(Information provided)

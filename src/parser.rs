//! Conversation assembly from a chat directory.
//!
//! A chat directory holds a base document `messages.html` and, for long
//! chats, numbered continuations `messages2.html`, `messages3.html`, ...
//! [`ExportParser`] reads them in numeric order, threads one
//! [`SenderState`] through all of them, and resolves the chat's title.
//!
//! # Example
//!
//! ```rust,no_run
//! # fn main() -> chatpage::Result<()> {
//! use chatpage::parser::ExportParser;
//! use std::path::Path;
//!
//! let parser = ExportParser::new().with_title_override("chat_002", "Project notes");
//!
//! if let Some(conversation) = parser.parse_chat(Path::new("Files/chats/chat_002"))? {
//!     println!("{}: {} messages", conversation.title, conversation.messages.len());
//! }
//! # Ok(())
//! # }
//! ```

use std::collections::BTreeMap;
use std::fs;
use std::path::{Path, PathBuf};

use scraper::Html;
use tracing::{debug, warn};

use crate::Message;
use crate::core::models::Conversation;
use crate::error::{IoContext, Result};
use crate::markup::{MarkupNode, parse_document, select_all};
use crate::parsing::{SenderState, normalize_text, parse_message};

const DOCUMENT_PREFIX: &str = "messages";
const DOCUMENT_EXTENSION: &str = ".html";

/// Sequence number of a message document, from its file name.
///
/// `messages.html` is 0, `messages<N>.html` is N; anything else is not a
/// message document.
///
/// ```rust
/// use chatpage::parser::document_sequence;
///
/// assert_eq!(document_sequence("messages.html"), Some(0));
/// assert_eq!(document_sequence("messages12.html"), Some(12));
/// assert_eq!(document_sequence("messages_backup.html"), None);
/// ```
pub fn document_sequence(file_name: &str) -> Option<u32> {
    let digits = file_name
        .strip_prefix(DOCUMENT_PREFIX)?
        .strip_suffix(DOCUMENT_EXTENSION)?;

    if digits.is_empty() {
        return Some(0);
    }
    if !digits.bytes().all(|b| b.is_ascii_digit()) {
        return None;
    }
    digits.parse().ok()
}

/// Message documents of a chat directory, base document first, then
/// continuations in ascending numeric order.
pub fn list_documents(chat_dir: &Path) -> Result<Vec<PathBuf>> {
    let mut documents: Vec<(u32, PathBuf)> = Vec::new();

    for entry in fs::read_dir(chat_dir).at_path(chat_dir)? {
        let entry = entry.at_path(chat_dir)?;
        let path = entry.path();
        if !path.is_file() {
            continue;
        }
        let sequence = path
            .file_name()
            .and_then(|name| name.to_str())
            .and_then(document_sequence);
        if let Some(sequence) = sequence {
            documents.push((sequence, path));
        }
    }

    documents.sort_by_key(|(sequence, _)| *sequence);
    Ok(documents.into_iter().map(|(_, path)| path).collect())
}

/// Header text of a document (`.page_header .text.bold`), if non-empty.
pub fn header_title(html: &Html) -> Option<String> {
    select_all(html, ".page_header .text.bold")
        .first()
        .map(|node| normalize_text(&node.text_content()))
        .filter(|title| !title.is_empty())
}

/// Parser for Telegram Desktop HTML chat exports.
#[derive(Debug, Clone, Default)]
pub struct ExportParser {
    title_overrides: BTreeMap<String, String>,
}

impl ExportParser {
    pub fn new() -> Self {
        Self::default()
    }

    /// Adds a title override for one chat.
    #[must_use]
    pub fn with_title_override(mut self, chat_id: impl Into<String>, title: impl Into<String>) -> Self {
        self.title_overrides.insert(chat_id.into(), title.into());
        self
    }

    /// Replaces the whole override table.
    #[must_use]
    pub fn with_title_overrides(mut self, overrides: BTreeMap<String, String>) -> Self {
        self.title_overrides = overrides;
        self
    }

    /// Parses every message of one document.
    ///
    /// `senders` carries the last explicit sender in and out, so consecutive
    /// documents of one chat must share it.
    pub fn parse_document(&self, html: &Html, chat_id: &str, senders: &mut SenderState) -> Vec<Message> {
        select_all(html, "div.history div.message")
            .iter()
            .filter_map(|node| parse_message(node, chat_id, senders))
            .collect()
    }

    /// Parses one document from a string.
    pub fn parse_str(&self, content: &str, chat_id: &str, senders: &mut SenderState) -> Vec<Message> {
        self.parse_document(&parse_document(content), chat_id, senders)
    }

    /// Assembles the conversation stored in `chat_dir`.
    ///
    /// Returns `Ok(None)` when the directory contains no message documents.
    pub fn parse_chat(&self, chat_dir: &Path) -> Result<Option<Conversation>> {
        let chat_id = chat_dir
            .file_name()
            .map(|name| name.to_string_lossy().into_owned())
            .unwrap_or_default();

        let documents = list_documents(chat_dir)?;
        if documents.is_empty() {
            warn!(chat_id = %chat_id, "no messages.html found, skipping");
            return Ok(None);
        }

        let mut senders = SenderState::new();
        let mut messages = Vec::new();
        let mut header = None;

        for (idx, path) in documents.iter().enumerate() {
            let bytes = fs::read(path).at_path(path)?;
            let html = parse_document(&String::from_utf8_lossy(&bytes));

            if idx == 0 {
                header = header_title(&html);
            }

            let parsed = self.parse_document(&html, &chat_id, &mut senders);
            debug!(
                chat_id = %chat_id,
                document = %path.display(),
                messages = parsed.len(),
                "parsed document"
            );
            messages.extend(parsed);
        }

        let title = self.resolve_title(&chat_id, header);
        Ok(Some(Conversation::new(chat_id, title, messages)))
    }

    /// Title precedence: override table, document header, directory name.
    pub fn resolve_title(&self, chat_id: &str, header: Option<String>) -> String {
        self.title_overrides
            .get(chat_id)
            .cloned()
            .or(header)
            .unwrap_or_else(|| chat_id.to_string())
    }
}

#[cfg(test)]
mod tests {
    use super::*;
    use tempfile::tempdir;

    fn doc(header: &str, body: &str) -> String {
        format!(
            r#"<html><body><div class="page_wrap">
                 <div class="page_header"><div class="content"><div class="text bold">{header}</div></div></div>
                 <div class="page_body chat_page"><div class="history">{body}</div></div>
               </div></body></html>"#
        )
    }

    #[test]
    fn test_document_sequence() {
        assert_eq!(document_sequence("messages.html"), Some(0));
        assert_eq!(document_sequence("messages2.html"), Some(2));
        assert_eq!(document_sequence("messages10.html"), Some(10));
        assert_eq!(document_sequence("messages.htm"), None);
        assert_eq!(document_sequence("messages-2.html"), None);
        assert_eq!(document_sequence("photos.html"), None);
    }

    #[test]
    fn test_list_documents_numeric_order() {
        let dir = tempdir().unwrap();
        for name in ["messages10.html", "messages2.html", "messages.html", "messages3.html", "notes.txt"] {
            fs::write(dir.path().join(name), "").unwrap();
        }
        fs::create_dir(dir.path().join("photos")).unwrap();

        let names: Vec<_> = list_documents(dir.path())
            .unwrap()
            .iter()
            .map(|p| p.file_name().unwrap().to_string_lossy().into_owned())
            .collect();
        assert_eq!(
            names,
            vec!["messages.html", "messages2.html", "messages3.html", "messages10.html"]
        );
    }

    #[test]
    fn test_header_title() {
        let html = parse_document(&doc("  Alice   Smith ", ""));
        assert_eq!(header_title(&html).as_deref(), Some("Alice Smith"));

        let html = parse_document(&doc("   ", ""));
        assert_eq!(header_title(&html), None);
    }

    #[test]
    fn test_resolve_title_precedence() {
        let parser = ExportParser::new().with_title_override("chat_002", "Override");
        assert_eq!(parser.resolve_title("chat_002", Some("Header".into())), "Override");
        assert_eq!(parser.resolve_title("chat_001", Some("Header".into())), "Header");
        assert_eq!(parser.resolve_title("chat_001", None), "chat_001");
    }

    #[test]
    fn test_parse_chat_threads_sender_across_documents() {
        let dir = tempdir().unwrap();
        let chat_dir = dir.path().join("chat_005");
        fs::create_dir(&chat_dir).unwrap();
        fs::write(
            chat_dir.join("messages.html"),
            doc(
                "Bob",
                r#"<div class="message default" id="message1"><div class="from_name">Bob</div><div class="text">one</div></div>"#,
            ),
        )
        .unwrap();
        fs::write(
            chat_dir.join("messages2.html"),
            doc(
                "Bob",
                r#"<div class="message default joined" id="message2"><div class="text">two</div></div>"#,
            ),
        )
        .unwrap();

        let conv = ExportParser::new().parse_chat(&chat_dir).unwrap().unwrap();
        assert_eq!(conv.chat_id, "chat_005");
        assert_eq!(conv.title, "Bob");
        assert_eq!(conv.messages.len(), 2);
        assert_eq!(conv.messages[1].from_name.as_deref(), Some("Bob"));
    }

    #[test]
    fn test_parse_chat_without_documents() {
        let dir = tempdir().unwrap();
        assert!(ExportParser::new().parse_chat(dir.path()).unwrap().is_none());
    }

    #[test]
    fn test_parse_chat_tolerates_invalid_utf8() {
        let dir = tempdir().unwrap();
        let chat_dir = dir.path().join("chat_006");
        fs::create_dir(&chat_dir).unwrap();
        let mut bytes = doc("", r#"<div class="message default" id="message1"><div class="text">ok"#)
            .into_bytes();
        bytes.extend_from_slice(&[0xff, 0xfe]);
        bytes.extend_from_slice(b"</div></div>");
        fs::write(chat_dir.join("messages.html"), bytes).unwrap();

        let conv = ExportParser::new().parse_chat(&chat_dir).unwrap().unwrap();
        assert_eq!(conv.title, "chat_006");
        assert_eq!(conv.messages.len(), 1);
        assert!(conv.messages[0].plain_text.starts_with("ok"));
    }
}
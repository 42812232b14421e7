//! Command-line interface definition using clap.
//!
//! [`Args`] maps one-to-one onto [`BuildConfig`]; see
//! [`Args::to_config`].
//!
//! ```rust
//! use chatpage::cli::Args;
//! use clap::Parser;
//!
//! let args = Args::parse_from(["chatpage", "-i", "export", "--chunk-size", "500", "--no-media"]);
//! let config = args.to_config().unwrap();
//!
//! assert_eq!(config.chunk_size, 500);
//! assert!(!config.copy_media);
//! ```

use std::path::PathBuf;

use clap::Parser;

use crate::config::{BuildConfig, DEFAULT_CHUNK_SIZE, load_title_overrides};
use crate::error::Result;

/// Build a browsable static site from a Telegram Desktop HTML export.
#[derive(Parser, Debug, Clone)]
#[command(name = "chatpage")]
#[command(version, about, long_about = None)]
#[command(after_help = "EXAMPLES:
    chatpage
    chatpage -i ~/Downloads/Telegram/ChatExport -o public
    chatpage --chunk-size 5000 --titles titles.json
    chatpage --no-media --frontend web")]
pub struct Args {
    /// Export root containing the `chats` directory
    #[arg(short, long, value_name = "DIR", default_value = "Files")]
    pub input: PathBuf,

    /// Output root (wiped before every run)
    #[arg(short, long, value_name = "DIR", default_value = "site")]
    pub output: PathBuf,

    /// Maximum messages per chunk file
    #[arg(long, value_name = "N", default_value_t = DEFAULT_CHUNK_SIZE)]
    pub chunk_size: usize,

    /// JSON file mapping chat directory names to display titles
    #[arg(long, value_name = "FILE")]
    pub titles: Option<PathBuf>,

    /// Static frontend copied into the output root (skipped if missing)
    #[arg(long, value_name = "DIR", default_value = "frontend")]
    pub frontend: PathBuf,

    /// Do not copy media folders
    #[arg(long)]
    pub no_media: bool,

    /// Log every parsed document
    #[arg(short, long)]
    pub verbose: bool,
}

impl Args {
    /// Builds the run configuration, loading title overrides if given.
    pub fn to_config(&self) -> Result<BuildConfig> {
        let mut config = BuildConfig::new(&self.input, &self.output)
            .with_chunk_size(self.chunk_size)
            .with_frontend_dir(&self.frontend)
            .with_copy_media(!self.no_media);

        if let Some(path) = &self.titles {
            config = config.with_title_overrides(load_title_overrides(path)?);
        }

        Ok(config)
    }

    /// Default log filter directive.
    pub fn log_directive(&self) -> &'static str {
        if self.verbose { "chatpage=debug" } else { "chatpage=info" }
    }
}

#[cfg(test)]
mod tests {
    use super::*;
    use std::ffi::OsStr;
    use std::fs;
    use tempfile::tempdir;

    #[test]
    fn test_defaults() {
        let args = Args::parse_from(["chatpage"]);
        assert_eq!(args.input, PathBuf::from("Files"));
        assert_eq!(args.output, PathBuf::from("site"));
        assert_eq!(args.chunk_size, 10_000);
        assert_eq!(args.frontend, PathBuf::from("frontend"));
        assert!(!args.no_media);
        assert_eq!(args.log_directive(), "chatpage=info");

        let config = args.to_config().unwrap();
        assert!(config.copy_media);
        assert_eq!(config.frontend_dir, Some(PathBuf::from("frontend")));
    }

    #[test]
    fn test_flags() {
        let args = Args::parse_from([
            "chatpage", "--input", "in", "-o", "out", "--chunk-size", "7", "--no-media", "-v",
        ]);
        assert_eq!(args.log_directive(), "chatpage=debug");

        let config = args.to_config().unwrap();
        assert_eq!(config.export_dir, PathBuf::from("in"));
        assert_eq!(config.output_dir, PathBuf::from("out"));
        assert_eq!(config.chunk_size, 7);
        assert!(!config.copy_media);
    }

    #[test]
    fn test_titles_file() {
        let dir = tempdir().unwrap();
        let path = dir.path().join("titles.json");
        fs::write(&path, r#"{"chat_004": "Family"}"#).unwrap();

        let args = Args::parse_from([OsStr::new("chatpage"), OsStr::new("--titles"), path.as_os_str()]);
        let config = args.to_config().unwrap();
        assert_eq!(config.title_overrides["chat_004"], "Family");
    }

    #[test]
    fn test_rejects_non_numeric_chunk_size() {
        assert!(Args::try_parse_from(["chatpage", "--chunk-size", "many"]).is_err());
    }
}
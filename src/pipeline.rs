//! Whole-export build pipeline.
//!
//! [`SiteBuilder`] turns an export root into a static site tree:
//!
//! ```text
//! <output>/data/manifest.json
//! <output>/data/<chat_id>/{manifest.json, search.json, chunks/chunk_NNNN.json}
//! <output>/media/<chat_id>/<folder>/...
//! <output>/images/wallpaper/...      (when the export has a wallpaper dir)
//! <output>/...                       (frontend assets, when configured)
//! ```
//!
//! The output root is wiped at the start of every run. Chats are processed
//! one at a time, in directory name order.
//!
//! # Example
//!
//! ```rust,no_run
//! # fn main() -> chatpage::Result<()> {
//! use chatpage::config::BuildConfig;
//! use chatpage::pipeline::SiteBuilder;
//! use chatpage::progress::stderr_progress;
//!
//! let config = BuildConfig::new("Files", "site").with_chunk_size(5_000);
//! let report = SiteBuilder::new(config)
//!     .with_progress(stderr_progress())
//!     .build()?;
//!
//! println!("{} chats, {} messages", report.manifest.total_chats, report.manifest.total_messages);
//! # Ok(())
//! # }
//! ```

use std::fs;
use std::path::{Path, PathBuf};

use chrono::Local;
use tracing::{info, warn};

use crate::config::BuildConfig;
use crate::core::output::{write_chat, write_global_manifest};
use crate::core::{
    ChatSummary, Conversation, GlobalManifest, build_chat_manifest, build_global_manifest,
    build_search_index, paginate,
};
use crate::error::{ChatpageError, IoContext, Result};
use crate::media::{WALLPAPER_DIR, overlay_dir, relocate_media, replace_dir};
use crate::parser::ExportParser;
use crate::progress::{Progress, ProgressCallback, no_progress};

/// Prefix shared by every chat directory name.
pub const CHAT_DIR_PREFIX: &str = "chat_";

/// Outcome of a successful build.
#[derive(Debug, Clone, PartialEq)]
pub struct BuildReport {
    /// The global manifest as written to `data/manifest.json`.
    pub manifest: GlobalManifest,

    /// Chat directories without any message document.
    pub skipped_chats: Vec<String>,

    /// Messages parsed across all chats, forwarded ones included.
    pub parsed_messages: usize,

    /// Media files copied into `media/`.
    pub media_files: usize,
}

/// Drives a full build for one [`BuildConfig`].
pub struct SiteBuilder {
    config: BuildConfig,
    parser: ExportParser,
    progress: ProgressCallback,
}

impl SiteBuilder {
    pub fn new(config: BuildConfig) -> Self {
        let parser = ExportParser::new().with_title_overrides(config.title_overrides.clone());
        Self {
            config,
            parser,
            progress: no_progress(),
        }
    }

    /// Sets the callback invoked after every chat directory.
    #[must_use]
    pub fn with_progress(mut self, progress: ProgressCallback) -> Self {
        self.progress = progress;
        self
    }

    pub fn config(&self) -> &BuildConfig {
        &self.config
    }

    /// Runs the build.
    ///
    /// # Errors
    ///
    /// - [`ChatpageError::InvalidConfig`] if the configuration does not validate
    /// - [`ChatpageError::MissingExportRoot`] if `<export_dir>/chats` does not
    ///   exist; the empty `data/` and `media/` directories are already created
    /// - I/O and JSON errors from reading documents or writing artifacts
    pub fn build(&self) -> Result<BuildReport> {
        self.config.validate()?;

        let data_dir = self.config.data_dir();
        let media_dir = self.config.media_dir();
        prepare_output(&self.config.output_dir, &data_dir, &media_dir)?;

        let chats_dir = self.config.chats_dir();
        if !chats_dir.is_dir() {
            return Err(ChatpageError::missing_export_root(chats_dir));
        }

        let chat_dirs = list_chat_dirs(&chats_dir)?;
        info!(chats = chat_dirs.len(), path = %chats_dir.display(), "found chats to process");

        let mut summaries = Vec::with_capacity(chat_dirs.len());
        let mut skipped_chats = Vec::new();
        let mut parsed_messages = 0;
        let mut media_files = 0;

        for (idx, chat_dir) in chat_dirs.iter().enumerate() {
            match self.parser.parse_chat(chat_dir)? {
                Some(conversation) => {
                    parsed_messages += conversation.messages.len();
                    summaries.push(self.write_conversation(&conversation)?);
                    if self.config.copy_media {
                        media_files += relocate_media(chat_dir, &media_dir, &conversation.chat_id)?;
                    }
                }
                None => skipped_chats.push(dir_name(chat_dir)),
            }
            (self.progress)(Progress::new(idx + 1, chat_dirs.len(), parsed_messages));
        }

        let manifest = build_global_manifest(summaries, Local::now().naive_local());
        write_global_manifest(&data_dir, &manifest)?;

        self.copy_frontend()?;
        self.copy_wallpaper()?;

        info!(
            chats = manifest.total_chats,
            messages = manifest.total_messages,
            skipped = skipped_chats.len(),
            "build complete"
        );

        Ok(BuildReport {
            manifest,
            skipped_chats,
            parsed_messages,
            media_files,
        })
    }

    /// Pages, indexes and writes one conversation.
    fn write_conversation(&self, conversation: &Conversation) -> Result<ChatSummary> {
        let chunks = paginate(&conversation.messages, self.config.chunk_size);
        let search = build_search_index(&conversation.messages, self.config.search_text_limit);
        let manifest = build_chat_manifest(conversation, &chunks);

        write_chat(&self.config.data_dir(), &manifest, &chunks, &search)?;

        info!(
            chat_id = %manifest.chat_id,
            title = %manifest.title,
            messages = conversation.messages.len(),
            chunks = manifest.chunk_count,
            "processed chat"
        );
        Ok(manifest.summary())
    }

    fn copy_frontend(&self) -> Result<()> {
        let Some(frontend) = &self.config.frontend_dir else {
            return Ok(());
        };
        if !frontend.is_dir() {
            warn!(path = %frontend.display(), "frontend directory not found, skipping");
            return Ok(());
        }
        let files = overlay_dir(frontend, &self.config.output_dir)?;
        info!(path = %frontend.display(), files, "copied frontend");
        Ok(())
    }

    fn copy_wallpaper(&self) -> Result<()> {
        let wallpaper = self.config.wallpaper_dir();
        if !wallpaper.is_dir() {
            warn!(path = %wallpaper.display(), "wallpaper directory not found, skipping");
            return Ok(());
        }
        let files = replace_dir(&wallpaper, &self.config.output_dir.join(WALLPAPER_DIR))?;
        info!(path = %wallpaper.display(), files, "copied wallpaper");
        Ok(())
    }
}

/// Builds the site described by `config` without progress reporting.
pub fn build_site(config: &BuildConfig) -> Result<BuildReport> {
    SiteBuilder::new(config.clone()).build()
}

/// Wipes the output root and recreates its `data/` and `media/` shells.
fn prepare_output(output_dir: &Path, data_dir: &Path, media_dir: &Path) -> Result<()> {
    if output_dir.exists() {
        info!(path = %output_dir.display(), "cleaning previous output");
        fs::remove_dir_all(output_dir).at_path(output_dir)?;
    }
    fs::create_dir_all(data_dir).at_path(data_dir)?;
    fs::create_dir_all(media_dir).at_path(media_dir)?;
    Ok(())
}

/// Subdirectories of `chats_dir` named `chat_*`, sorted by name.
pub fn list_chat_dirs(chats_dir: &Path) -> Result<Vec<PathBuf>> {
    let mut dirs = Vec::new();
    for entry in fs::read_dir(chats_dir).at_path(chats_dir)? {
        let path = entry.at_path(chats_dir)?.path();
        if path.is_dir() && dir_name(&path).starts_with(CHAT_DIR_PREFIX) {
            dirs.push(path);
        }
    }
    dirs.sort();
    Ok(dirs)
}

fn dir_name(path: &Path) -> String {
    path.file_name()
        .map(|name| name.to_string_lossy().into_owned())
        .unwrap_or_default()
}
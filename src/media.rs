//! Media relocation and static asset copying.
//!
//! Each chat's media folders are copied wholesale into
//! `<output>/media/<chat_id>/<folder>`, matching the hrefs rewritten by
//! [`rewrite_media_href`](crate::parsing::rewrite_media_href). The same
//! recursive copy also places the frontend and the export's wallpaper.

use std::fs;
use std::io;
use std::path::Path;

use tracing::debug;
use walkdir::WalkDir;

use crate::error::{IoContext, Result};
use crate::parsing::MEDIA_FOLDERS;

/// Output subdirectory receiving the export's wallpaper.
pub const WALLPAPER_DIR: &str = "images/wallpaper";

/// Copies every file under `src` into `dest`, preserving relative paths.
///
/// `dest` and any missing parents are created. Symlinks are skipped.
/// Returns the number of files copied.
pub fn copy_dir_contents(src: &Path, dest: &Path) -> Result<usize> {
    fs::create_dir_all(dest).at_path(dest)?;

    let mut copied = 0;
    for entry in WalkDir::new(src).min_depth(1) {
        let entry = entry.map_err(io::Error::from).at_path(src)?;
        let file_type = entry.file_type();
        if file_type.is_symlink() {
            continue;
        }

        let relative = entry
            .path()
            .strip_prefix(src)
            .map_err(|e| io::Error::new(io::ErrorKind::InvalidInput, e))
            .at_path(entry.path())?;
        let target = dest.join(relative);

        if file_type.is_dir() {
            fs::create_dir_all(&target).at_path(&target)?;
        } else if file_type.is_file() {
            fs::copy(entry.path(), &target).at_path(&target)?;
            copied += 1;
        }
    }

    Ok(copied)
}

/// Replaces `dest` with a fresh recursive copy of `src`.
pub fn replace_dir(src: &Path, dest: &Path) -> Result<usize> {
    if dest.exists() {
        fs::remove_dir_all(dest).at_path(dest)?;
    }
    copy_dir_contents(src, dest)
}

/// Copies the top-level entries of `src` into `dest`.
///
/// Each subdirectory replaces its counterpart in `dest`; plain files
/// overwrite. Entries of `dest` with no counterpart in `src` are left alone.
/// Returns the number of files copied.
pub fn overlay_dir(src: &Path, dest: &Path) -> Result<usize> {
    fs::create_dir_all(dest).at_path(dest)?;

    let mut copied = 0;
    for entry in fs::read_dir(src).at_path(src)? {
        let entry = entry.at_path(src)?;
        let file_type = entry.file_type().at_path(entry.path())?;
        let target = dest.join(entry.file_name());

        if file_type.is_dir() {
            copied += replace_dir(&entry.path(), &target)?;
        } else if file_type.is_file() {
            fs::copy(entry.path(), &target).at_path(&target)?;
            copied += 1;
        }
    }

    Ok(copied)
}

/// Copies the media folders present in `chat_dir` into `media_dir/<chat_id>/`.
///
/// Folders absent from the chat are ignored. Returns the number of files
/// copied.
pub fn relocate_media(chat_dir: &Path, media_dir: &Path, chat_id: &str) -> Result<usize> {
    let chat_media = media_dir.join(chat_id);
    let mut copied = 0;

    for folder in MEDIA_FOLDERS {
        let src = chat_dir.join(folder);
        if !src.is_dir() {
            continue;
        }
        let count = replace_dir(&src, &chat_media.join(folder))?;
        debug!(chat_id, folder, files = count, "relocated media folder");
        copied += count;
    }

    Ok(copied)
}
//! # chatpage CLI
//!
//! Command-line interface for the chatpage library.

use std::process;
use std::time::Instant;

use clap::Parser as ClapParser;
use tracing_subscriber::EnvFilter;

use chatpage::ChatpageError;
use chatpage::cli::Args;
use chatpage::pipeline::SiteBuilder;

fn main() {
    let args = <Args as ClapParser>::parse();

    tracing_subscriber::fmt()
        .with_env_filter(
            EnvFilter::try_from_default_env().unwrap_or_else(|_| EnvFilter::new(args.log_directive())),
        )
        .with_writer(std::io::stderr)
        .init();

    if let Err(e) = run(&args) {
        eprintln!("❌ Error: {}", e);
        process::exit(1);
    }
}

fn run(args: &Args) -> Result<(), ChatpageError> {
    let total_start = Instant::now();
    let config = args.to_config()?;

    println!("📦 chatpage v{}", env!("CARGO_PKG_VERSION"));
    println!("━━━━━━━━━━━━━━━━━━━━━━━━━━━━━━━━━━");
    println!("📂 Input:   {}", config.export_dir.display());
    println!("💾 Output:  {}", config.output_dir.display());
    println!("📄 Chunks:  {} messages", config.chunk_size);
    if !config.title_overrides.is_empty() {
        println!("🏷️  Titles:  {} overrides", config.title_overrides.len());
    }
    if !config.copy_media {
        println!("⏭️  Skipping media (--no-media)");
    }
    println!();

    println!("⏳ Building site...");
    let report = SiteBuilder::new(config.clone()).build()?;
    let total_time = total_start.elapsed();

    println!();
    println!("✅ Done! Site written to {}", config.output_dir.display());

    println!();
    println!("📊 Summary:");
    println!("   Chats:     {}", report.manifest.total_chats);
    println!("   Messages:  {}", report.manifest.total_messages);
    if !report.skipped_chats.is_empty() {
        println!("   Skipped:   {}", report.skipped_chats.join(", "));
    }
    if config.copy_media {
        println!("   Media:     {} files", report.media_files);
    }

    println!();
    println!("⚡ Performance:");
    println!("   Total time:  {:.2}s", total_time.as_secs_f64());
    let msgs_per_sec = report.parsed_messages as f64 / total_time.as_secs_f64();
    println!("   Throughput:  {:.0} messages/sec", msgs_per_sec);

    Ok(())
}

(End Information provided)

* Task directions
Where in the entries above does the word "impl" appear? Copy each line that has it.

* Result of this task
impl ExportParser {
    pub fn with_title_override(mut self, chat_id: impl Into<String>, title: impl Into<String>) -> Self {
impl Args {
impl SiteBuilder {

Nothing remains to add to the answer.